After all, at this point I was so drunk every night…EVERY NIGHT, that I was having blackouts, falling and busting myself open, insulting and belittling my wife, and going to school the next day to deal with the rage and fury there for 9 hours a day, all with a hangover that felt like lava was running behind my eyes. Oh, and I forgot (which is also a problem) that I didn’t REMEMBER anything that happened the night before either. The cycle continued for weeks, with continued falls and bad behavior and pushed my wife to the brink of leaving. I have two sons at home as well, a teenager and an adult son, who saw their father turn from the “happy, funny” drunk, to a real bastard who was nothing but hateful and ugly and didn’t have any idea the next day what he had done or what he had said that had hurt them.
So I said enough. I told my boss that I was going to have to get some help from my therapist and my psychiatrist and take some time and I did so. I know full well I may not have a job to return to and, quite frankly at this point, I don’t care. I’ve discovered several things during this sabbatical that have been the greatest help in my recovery:
- I have a great therapist and psychiatrist who have my back
- I can write freely for the first time ever and am pouring out poetry and prose like blood from a cut artery
- Green Apples cut into pieces and Fresca can and do take the place of Chardonnay and I’ve been dry now for a week.
- I have a family who loves me and wants me to get better
- I want to get better. For me. For the first time I am doing Self-Care and to hell with the job.
So; here we go! Today this is an introduction to a project I’m going to do in ONE day called “Unite the Seven” where i am going to tear apart the “Seven Deadly Enemies of Joe” as it were:
In ONE day, ladies and gentlemen, I’m going to individually rip these struggles apart into seven separate poems/experiences, and share them with you and the world.

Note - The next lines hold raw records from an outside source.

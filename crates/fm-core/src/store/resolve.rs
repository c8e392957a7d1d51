//! Idempotent get-or-create for shared reference entities.
//!
//! Arch, Host, User and Opcode rows are created lazily the first time a batch
//! mentions them and are never modified afterwards. Many fuzzer hosts post
//! batches concurrently, frequently naming the same previously-unseen arch or
//! opcode, so resolution must not rely on read-then-write:
//!
//! 1. look the natural key up;
//! 2. if absent, insert it;
//! 3. if the insert hits the UNIQUE constraint (another writer won the race)
//!    or the database is busy, go back to 1.
//!
//! The loop is bounded by [`MAX_RESOLVE_ATTEMPTS`]; a conflict that outlives
//! it propagates as [`IngestError::StorageConflict`].

use fm_common::{Arch, ArchId, Host, IngestError, Opcode, Result, User};
use rusqlite::{params, Connection, OptionalExtension};
use tracing::{debug, info};

use super::{
    arch_from_row, host_from_row, opcode_from_row, storage_error, user_from_row, ARCH_COLUMNS,
    HOST_COLUMNS, OPCODE_COLUMNS, USER_COLUMNS,
};
use crate::logging::event_names;

/// Lookup/insert rounds before a conflict is reported.
pub const MAX_RESOLVE_ATTEMPTS: usize = 3;

/// A reference entity addressable by a natural key.
///
/// `Fields` carries whatever besides the key is needed to create the row. For
/// an [`Opcode`] it is the owning arch, which also scopes the lookup; for a
/// [`Host`] it is the arch recorded at creation and ignored by the lookup.
pub trait Reference: Sized {
    /// Entity name used in logs and error messages.
    const KIND: &'static str;

    type Fields;

    fn find(conn: &Connection, key: &str, fields: &Self::Fields) -> rusqlite::Result<Option<Self>>;

    fn insert(conn: &Connection, key: &str, fields: &Self::Fields) -> rusqlite::Result<Self>;
}

/// Return the entity with natural key `key`, creating it from `fields` if it
/// does not exist yet.
pub fn resolve<T: Reference>(conn: &Connection, key: &str, fields: &T::Fields) -> Result<T> {
    let operation = || format!("resolve {} '{}'", T::KIND, key);

    for attempt in 1..=MAX_RESOLVE_ATTEMPTS {
        match T::find(conn, key, fields) {
            Ok(Some(found)) => return Ok(found),
            Ok(None) => {}
            Err(err) => {
                let err = storage_error(operation(), err);
                if err.is_retryable() && attempt < MAX_RESOLVE_ATTEMPTS {
                    retrying(T::KIND, key, attempt);
                    continue;
                }
                return Err(err);
            }
        }

        match T::insert(conn, key, fields) {
            Ok(created) => {
                info!(
                    event = event_names::RESOLVE_CREATED,
                    kind = T::KIND,
                    key = %key,
                    "created reference entity"
                );
                return Ok(created);
            }
            Err(err) => {
                let err = storage_error(operation(), err);
                if err.is_retryable() && attempt < MAX_RESOLVE_ATTEMPTS {
                    retrying(T::KIND, key, attempt);
                    continue;
                }
                return Err(err);
            }
        }
    }

    Err(IngestError::StorageConflict {
        operation: operation(),
    })
}

fn retrying(kind: &str, key: &str, attempt: usize) {
    debug!(
        event = event_names::RESOLVE_CONFLICT_RETRY,
        kind,
        key = %key,
        attempt,
        "conflict while resolving, re-fetching"
    );
}

impl Reference for Arch {
    const KIND: &'static str = "arch";
    type Fields = ();

    fn find(conn: &Connection, name: &str, _: &()) -> rusqlite::Result<Option<Self>> {
        conn.prepare_cached(&format!("SELECT {} FROM arch WHERE name = ?1", ARCH_COLUMNS))?
            .query_row(params![name], arch_from_row)
            .optional()
    }

    fn insert(conn: &Connection, name: &str, _: &()) -> rusqlite::Result<Self> {
        conn.prepare_cached(&format!(
            "INSERT INTO arch (name) VALUES (?1) RETURNING {}",
            ARCH_COLUMNS
        ))?
        .query_row(params![name], arch_from_row)
    }
}

impl Reference for Host {
    const KIND: &'static str = "host";
    type Fields = ArchId;

    fn find(conn: &Connection, hostname: &str, _: &ArchId) -> rusqlite::Result<Option<Self>> {
        conn.prepare_cached(&format!(
            "SELECT {} FROM host WHERE hostname = ?1",
            HOST_COLUMNS
        ))?
        .query_row(params![hostname], host_from_row)
        .optional()
    }

    fn insert(conn: &Connection, hostname: &str, arch: &ArchId) -> rusqlite::Result<Self> {
        conn.prepare_cached(&format!(
            "INSERT INTO host (hostname, arch_id) VALUES (?1, ?2) RETURNING {}",
            HOST_COLUMNS
        ))?
        .query_row(params![hostname, arch.0], host_from_row)
    }
}

impl Reference for User {
    const KIND: &'static str = "user";
    type Fields = ();

    fn find(conn: &Connection, username: &str, _: &()) -> rusqlite::Result<Option<Self>> {
        conn.prepare_cached(&format!(
            "SELECT {} FROM fuzz_user WHERE username = ?1",
            USER_COLUMNS
        ))?
        .query_row(params![username], user_from_row)
        .optional()
    }

    fn insert(conn: &Connection, username: &str, _: &()) -> rusqlite::Result<Self> {
        conn.prepare_cached(&format!(
            "INSERT INTO fuzz_user (username) VALUES (?1) RETURNING {}",
            USER_COLUMNS
        ))?
        .query_row(params![username], user_from_row)
    }
}

impl Reference for Opcode {
    const KIND: &'static str = "opcode";
    type Fields = ArchId;

    fn find(conn: &Connection, name: &str, arch: &ArchId) -> rusqlite::Result<Option<Self>> {
        conn.prepare_cached(&format!(
            "SELECT {} FROM opcode WHERE name = ?1 AND arch_id = ?2",
            OPCODE_COLUMNS
        ))?
        .query_row(params![name, arch.0], opcode_from_row)
        .optional()
    }

    fn insert(conn: &Connection, name: &str, arch: &ArchId) -> rusqlite::Result<Self> {
        conn.prepare_cached(&format!(
            "INSERT INTO opcode (name, arch_id) VALUES (?1, ?2) RETURNING {}",
            OPCODE_COLUMNS
        ))?
        .query_row(params![name, arch.0], opcode_from_row)
    }
}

For example, when I do “Mania”, it will be in REAL time….I am going to type non-stop for five minutes without ceasing the random and machine-gun thought processes I endure every day as a manic-depressive and show how the fire that runs behind my eyes and through the center of my head is like a river of creativity that, once allowed to flow, will not stop until I force it to. You’ll be able to time it yourself if you want to.
I’m going to purge myself of the lurking, creeping, controlling, monsters that have brought me here to this dumping ground and unite myself into one being; flawed yet healing….chipped but fixable; and finally honest with himself.
Hang on. It’s gonna be an interesting day. Let’s Unite The Seven.